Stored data
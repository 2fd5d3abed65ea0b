//! Socket.IO Frame Codec
//!
//! Decodes and encodes the text frames of Engine.IO v4 with Socket.IO v5
//! packets inside.
//!
//! # Frame Layout
//!
//! ```text
//! <engine type>[<socket type>[/<namespace>,][<ack id>][<json>]]
//!
//! 0{"sid":"..","pingInterval":25000,"pingTimeout":20000}   open
//! 2                                                        ping
//! 3                                                        pong
//! 40                                                       connect "/"
//! 40/admin,{"token":"x"}                                   connect "/admin" with auth
//! 42["trades_updated"]                                     event, no payload
//! 4212["qtreatz_overview_updated",{"totalPool":600}]       event with ack id 12
//! ```
//!
//! Binary attachments are not supported; the backend only pushes JSON.

use std::time::Duration;

use serde::Deserialize;
use serde_json::Value;

/// Default Socket.IO namespace.
pub const DEFAULT_NAMESPACE: &str = "/";

/// Codec errors.
#[derive(Debug, thiserror::Error)]
pub enum CodecError {
    /// Frame had no content.
    #[error("empty frame")]
    Empty,

    /// Engine.IO packet type is not one of `0`-`6`.
    #[error("unknown Engine.IO packet type: {0:?}")]
    UnknownEngineType(char),

    /// Socket.IO packet type is not one of `0`-`6`.
    #[error("unknown Socket.IO packet type: {0:?}")]
    UnknownSocketType(char),

    /// JSON section failed to parse.
    #[error("JSON codec error: {0}")]
    Json(#[from] serde_json::Error),

    /// Packet is well-formed but its contents are not valid for its type.
    #[error("invalid packet: {0}")]
    InvalidPacket(String),

    /// Packet uses a feature this client does not implement.
    #[error("unsupported packet: {0}")]
    Unsupported(&'static str),
}

// =============================================================================
// Packet Types
// =============================================================================

/// Engine.IO open handshake body.
#[derive(Debug, Clone, PartialEq, Eq, Deserialize)]
#[serde(rename_all = "camelCase")]
pub struct OpenHandshake {
    /// Engine.IO session id.
    pub sid: String,
    /// Transports the server would upgrade to.
    #[serde(default)]
    pub upgrades: Vec<String>,
    /// Milliseconds between server pings.
    pub ping_interval: u64,
    /// Milliseconds the server waits for a pong.
    pub ping_timeout: u64,
    /// Maximum payload size in bytes.
    #[serde(default)]
    pub max_payload: Option<u64>,
}

impl OpenHandshake {
    /// How long the connection may stay silent before it is considered dead.
    #[must_use]
    pub const fn liveness_window(&self) -> Duration {
        Duration::from_millis(self.ping_interval.saturating_add(self.ping_timeout))
    }
}

/// Engine.IO transport packet.
#[derive(Debug, Clone, PartialEq, Eq)]
pub enum EnginePacket {
    /// Handshake sent by the server right after the upgrade.
    Open(OpenHandshake),
    /// Transport close.
    Close,
    /// Server heartbeat; must be answered with a pong.
    Ping,
    /// Heartbeat answer.
    Pong,
    /// Socket.IO payload.
    Message(String),
    /// Transport upgrade (unused over a direct WebSocket).
    Upgrade,
    /// No-op.
    Noop,
}

/// Socket.IO packet carried inside an Engine.IO message.
#[derive(Debug, Clone, PartialEq)]
pub enum SocketPacket {
    /// Namespace connection accepted (server) or requested (client).
    Connect {
        /// Namespace.
        namespace: String,
        /// Handshake data (server: `{"sid": ..}`, client: auth).
        data: Option<Value>,
    },
    /// Namespace disconnected.
    Disconnect {
        /// Namespace.
        namespace: String,
    },
    /// Named event.
    Event {
        /// Namespace.
        namespace: String,
        /// Acknowledgement id, if the sender expects one.
        ack_id: Option<u64>,
        /// Event name.
        name: String,
        /// Event arguments after the name.
        args: Vec<Value>,
    },
    /// Acknowledgement of an emitted event.
    Ack {
        /// Namespace.
        namespace: String,
        /// Acknowledged id.
        ack_id: u64,
        /// Acknowledgement arguments.
        args: Vec<Value>,
    },
    /// Namespace connection refused.
    ConnectError {
        /// Namespace.
        namespace: String,
        /// Error details from the server.
        data: Option<Value>,
    },
}

impl SocketPacket {
    /// First event argument, which is what a single-argument handler sees.
    #[must_use]
    pub fn payload(&self) -> Option<&Value> {
        match self {
            Self::Event { args, .. } => args.first(),
            _ => None,
        }
    }
}

// =============================================================================
// Codec
// =============================================================================

/// Text frame codec for Engine.IO v4 / Socket.IO v5.
#[derive(Debug, Default, Clone)]
pub struct SocketIoCodec;

impl SocketIoCodec {
    /// Create a new codec.
    #[must_use]
    pub const fn new() -> Self {
        Self
    }

    /// Decode one Engine.IO text frame.
    ///
    /// # Errors
    ///
    /// Returns an error for empty frames, unknown packet types or an
    /// unparseable open handshake.
    pub fn decode_engine(&self, frame: &str) -> Result<EnginePacket, CodecError> {
        let mut chars = frame.chars();
        let kind = chars.next().ok_or(CodecError::Empty)?;
        let body = chars.as_str();

        match kind {
            '0' => Ok(EnginePacket::Open(serde_json::from_str(body)?)),
            '1' => Ok(EnginePacket::Close),
            '2' => Ok(EnginePacket::Ping),
            '3' => Ok(EnginePacket::Pong),
            '4' => Ok(EnginePacket::Message(body.to_string())),
            '5' => Ok(EnginePacket::Upgrade),
            '6' => Ok(EnginePacket::Noop),
            other => Err(CodecError::UnknownEngineType(other)),
        }
    }

    /// Decode the Socket.IO packet inside an Engine.IO message.
    ///
    /// # Errors
    ///
    /// Returns an error for unknown packet types, binary packets, invalid
    /// JSON, or events without a string name.
    pub fn decode_socket(&self, message: &str) -> Result<SocketPacket, CodecError> {
        let mut chars = message.chars();
        let kind = chars.next().ok_or(CodecError::Empty)?;
        let rest = chars.as_str();

        if matches!(kind, '5' | '6') {
            return Err(CodecError::Unsupported("binary attachments"));
        }

        let (namespace, rest) = split_namespace(rest);
        let (ack_id, rest) = split_ack_id(rest);
        let data = if rest.is_empty() {
            None
        } else {
            Some(serde_json::from_str::<Value>(rest)?)
        };

        match kind {
            '0' => Ok(SocketPacket::Connect { namespace, data }),
            '1' => Ok(SocketPacket::Disconnect { namespace }),
            '2' => {
                let (name, args) = split_event(data)?;
                Ok(SocketPacket::Event {
                    namespace,
                    ack_id,
                    name,
                    args,
                })
            }
            '3' => {
                let ack_id = ack_id
                    .ok_or_else(|| CodecError::InvalidPacket("ack without id".to_string()))?;
                let args = match data {
                    Some(Value::Array(args)) => args,
                    _ => Vec::new(),
                };
                Ok(SocketPacket::Ack {
                    namespace,
                    ack_id,
                    args,
                })
            }
            '4' => Ok(SocketPacket::ConnectError { namespace, data }),
            other => Err(CodecError::UnknownSocketType(other)),
        }
    }

    /// Frame answering a server ping.
    #[must_use]
    pub const fn pong_frame(&self) -> &'static str {
        "3"
    }

    /// Frame requesting a namespace connection, with optional auth data.
    #[must_use]
    pub fn connect_frame(&self, namespace: &str, auth: Option<&Value>) -> String {
        let mut frame = String::from("40");
        push_namespace(&mut frame, namespace, auth.is_some());
        if let Some(auth) = auth {
            frame.push_str(&auth.to_string());
        }
        frame
    }

    /// Frame leaving a namespace.
    #[must_use]
    pub fn disconnect_frame(&self, namespace: &str) -> String {
        let mut frame = String::from("41");
        push_namespace(&mut frame, namespace, false);
        frame
    }

    /// Frame emitting `name` with an optional single argument.
    #[cfg(test)]
    #[must_use]
    pub fn event_frame(&self, namespace: &str, name: &str, payload: Option<&Value>) -> String {
        let mut args = vec![Value::String(name.to_string())];
        if let Some(payload) = payload {
            args.push(payload.clone());
        }

        let mut frame = String::from("42");
        push_namespace(&mut frame, namespace, true);
        frame.push_str(&Value::Array(args).to_string());
        frame
    }
}

fn push_namespace(frame: &mut String, namespace: &str, more_follows: bool) {
    if namespace != DEFAULT_NAMESPACE {
        frame.push_str(namespace);
        if more_follows {
            frame.push(',');
        }
    }
}

fn split_namespace(rest: &str) -> (String, &str) {
    if !rest.starts_with('/') {
        return (DEFAULT_NAMESPACE.to_string(), rest);
    }
    match rest.find(',') {
        Some(comma) => (rest[..comma].to_string(), &rest[comma + 1..]),
        None => (rest.to_string(), ""),
    }
}

fn split_ack_id(rest: &str) -> (Option<u64>, &str) {
    let digits = rest.bytes().take_while(u8::is_ascii_digit).count();
    if digits == 0 {
        return (None, rest);
    }
    (rest[..digits].parse().ok(), &rest[digits..])
}

fn split_event(data: Option<Value>) -> Result<(String, Vec<Value>), CodecError> {
    let Some(Value::Array(mut items)) = data else {
        return Err(CodecError::InvalidPacket(
            "event data must be an array".to_string(),
        ));
    };
    if items.is_empty() {
        return Err(CodecError::InvalidPacket("event without a name".to_string()));
    }
    match items.remove(0) {
        Value::String(name) => Ok((name, items)),
        other => Err(CodecError::InvalidPacket(format!(
            "event name must be a string, got {other}"
        ))),
    }
}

*WORK TASK*
Within the entries above, find each line where "packets" appears; copy every one.

*PROBLEM SOLUTION*
//! packets inside.
    /// Returns an error for unknown packet types, binary packets, invalid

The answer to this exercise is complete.